__EXERCISE BRIEF__
Retyping the records exactly is the whole task.
··· GIVEN INFORMATION ···
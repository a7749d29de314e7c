//! External fan-out substrate
//!
//! A substrate mirrors published lines into an external pub/sub and
//! sorted-set store (for example a Redis instance). The collector works
//! without one; when configured, every accepted PUB is forwarded as
//! `publish(key, "ts:line")` followed by `store(key, ts, "ts:line")`, where
//! `key` is `username:app:proc:host`.

use async_trait::async_trait;
use thiserror::Error;

/// Failure reported by a substrate backend
#[derive(Debug, Clone, Error)]
#[error("{message}")]
pub struct SubstrateError {
    message: String,
}

impl SubstrateError {
    pub fn new(message: impl Into<String>) -> Self {
        Self {
            message: message.into(),
        }
    }
}

/// External pub/sub and storage backend
#[async_trait]
pub trait Substrate: Send + Sync {
    /// Publish `value` on channel `key`
    async fn publish(&self, key: &str, value: &str) -> Result<(), SubstrateError>;

    /// Add `value` to the sorted set at `key` with the given score
    async fn store(&self, key: &str, score: i64, value: &str) -> Result<(), SubstrateError>;
}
···
__EXPECTED OUTPUT__
repository a7749d29de314e7c
//! External fan-out substrate
//!
//! A substrate mirrors published lines into an external pub/sub and
//! sorted-set store (for example a Redis instance). The collector works
//! without one; when configured, every accepted PUB is forwarded as
//! `publish(key, "ts:line")` followed by `store(key, ts, "ts:line")`, where
//! `key` is `username:app:proc:host`.

use async_trait::async_trait;
use thiserror::Error;

/// Failure reported by a substrate backend
#[derive(Debug, Clone, Error)]
#[error("{message}")]
pub struct SubstrateError {
    message: String,
}

impl SubstrateError {
    pub fn new(message: impl Into<String>) -> Self {
        Self {
            message: message.into(),
        }
    }
}

/// External pub/sub and storage backend
#[async_trait]
pub trait Substrate: Send + Sync {
    /// Publish `value` on channel `key`
    async fn publish(&self, key: &str, value: &str) -> Result<(), SubstrateError>;

    /// Add `value` to the sorted set at `key` with the given score
    async fn store(&self, key: &str, score: i64, value: &str) -> Result<(), SubstrateError>;
}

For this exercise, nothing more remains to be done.